- Try it
Given the records below, pull every line with the word "scoring" into the answer.
.....
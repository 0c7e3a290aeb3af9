pub mod domain;
pub mod error;
pub mod facade;
pub mod gate;
pub mod ports;
pub mod scoring;
pub mod sequencer;
pub mod session;
pub mod validator;

pub use domain::{
    AnswerPreview, AnswerSlot, CompletionRecord, ContentItem, ContentKind, Difficulty, Phase,
    Question, QuestionKind, SubmittedAnswer, Topic, TopicData,
};
pub use error::{EngineError, EngineResult};
pub use facade::{SessionFacade, SessionSnapshot};
pub use gate::CompletionGate;
pub use ports::{PortError, PortResult, RewardsLedger, TopicRepository};
pub use scoring::ScoreBreakdown;
pub use session::LearningSession;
.....
- The answer
pub mod scoring;
pub use scoring::ScoreBreakdown;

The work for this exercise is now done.